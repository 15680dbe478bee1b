//! Icon resolution error types.
//!
//! Provider errors stay inside the engine: `resolve` treats them as
//! "not found". Only set management operations report them.

use std::collections::BTreeSet;
use std::path::PathBuf;

use thiserror::Error;

/// Errors that can occur in icon set management and lookup.
#[derive(Debug, Error)]
pub enum IconError {
    /// No icon set is registered under this name.
    #[error("unknown icon set: {0}")]
    UnknownSet(String),

    /// The icon set exists but cannot be used on this system.
    #[error("icon set '{0}' is not available")]
    Unavailable(String),

    /// The icon set lacks required icons while all-or-nothing mode is on.
    #[error("icon set '{set}' is missing required icons: {}", join(.missing))]
    Incomplete {
        /// Rejected set
        set: String,
        /// Required names that did not resolve
        missing: BTreeSet<String>,
    },

    /// A theme or icon directory could not be read.
    #[error("failed to read icon directory {path}: {source}")]
    Io {
        /// Directory that failed
        path: PathBuf,
        /// Underlying I/O error
        #[source]
        source: std::io::Error,
    },
}

fn join(names: &BTreeSet<String>) -> String {
    names.iter().cloned().collect::<Vec<_>>().join(", ")
}

impl IconError {
    /// Returns true if the error rejects an icon set during activation.
    #[must_use]
    pub fn is_rejection(&self) -> bool {
        matches!(self, Self::Unavailable(_) | Self::Incomplete { .. })
    }

    /// Returns a user-friendly suggestion for resolving this error.
    #[must_use]
    pub fn suggestion(&self) -> &'static str {
        match self {
            Self::UnknownSet(_) => "run 'desktop-notify icon-sets' to list icon sets",
            Self::Unavailable(_) => "install the icon theme or choose another icon set",
            Self::Incomplete { .. } => "disable icons.all_or_nothing or choose another icon set",
            Self::Io { .. } => "check the permissions of the icon directories",
        }
    }
}

#[cfg(test)]
mod tests {
    use super::*;

    #[test]
    fn test_error_display() {
        let err = IconError::Incomplete {
            set: "material".to_string(),
            missing: ["question", "error"].iter().map(|s| s.to_string()).collect(),
        };
        let text = err.to_string();
        assert!(text.contains("material"));
        assert!(text.contains("error, question"));

        assert!(IconError::UnknownSet("nope".into())
            .to_string()
            .contains("nope"));
    }

    #[test]
    fn test_is_rejection() {
        assert!(IconError::Unavailable("system".into()).is_rejection());
        assert!(IconError::Incomplete {
            set: "x".into(),
            missing: BTreeSet::new()
        }
        .is_rejection());
        assert!(!IconError::UnknownSet("x".into()).is_rejection());
    }

    #[test]
    fn test_suggestion() {
        assert!(IconError::UnknownSet("x".into())
            .suggestion()
            .contains("icon-sets"));
        assert!(IconError::Incomplete {
            set: "x".into(),
            missing: BTreeSet::new()
        }
        .suggestion()
        .contains("all_or_nothing"));
    }
}
/// Normalized result of sending one notification through any backend.
#[derive(Debug, Clone, PartialEq, Eq, Serialize, Deserialize)]
#[serde(tag = "status", rename_all = "snake_case")]
pub enum SendOutcome {
    /// A non-interactive notification was shown
    Delivered,
    /// An interactive notification finished
    Action {
        /// What the user did
        outcome: ActionOutcome,
    },
    /// The backend could not deliver the notification
    Failed {
        /// Why delivery failed
        error: DispatchError,
    },
}

impl SendOutcome {
    /// Shorthand for `SendOutcome::Action { outcome: Selected(key) }`.
    pub fn selected(key: impl Into<String>) -> Self {
        SendOutcome::Action {
            outcome: ActionOutcome::Selected(key.into()),
        }
    }

    /// Shorthand for `SendOutcome::Action { outcome: NoResponse }`.
    pub fn no_response() -> Self {
        SendOutcome::Action {
            outcome: ActionOutcome::NoResponse,
        }
    }

    /// Shorthand for `SendOutcome::Failed { error }`.
    pub fn failed(error: DispatchError) -> Self {
        SendOutcome::Failed { error }
    }

    /// Returns the selected action key, if any.
    pub fn selected_action(&self) -> Option<&str> {
        match self {
            SendOutcome::Action {
                outcome: ActionOutcome::Selected(key),
            } => Some(key),
            _ => None,
        }
    }

    /// Returns the action outcome for interactive sends.
    pub fn action_outcome(&self) -> Option<&ActionOutcome> {
        match self {
            SendOutcome::Action { outcome } => Some(outcome),
            _ => None,
        }
    }

    /// Returns true if the backend failed.
    pub fn is_failed(&self) -> bool {
        matches!(self, SendOutcome::Failed { .. })
    }

    /// Boolean view: delivered or an action was selected.
    pub fn as_bool(&self) -> bool {
        match self {
            SendOutcome::Delivered => true,
            SendOutcome::Action { outcome } => matches!(outcome, ActionOutcome::Selected(_)),
            SendOutcome::Failed { .. } => false,
        }
    }
}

***

Report back each line of the entries that holds the string "read".

▸ **ANSWER FOR THIS EXERCISE**:
    /// A theme or icon directory could not be read.
    #[error("failed to read icon directory {path}: {source}")]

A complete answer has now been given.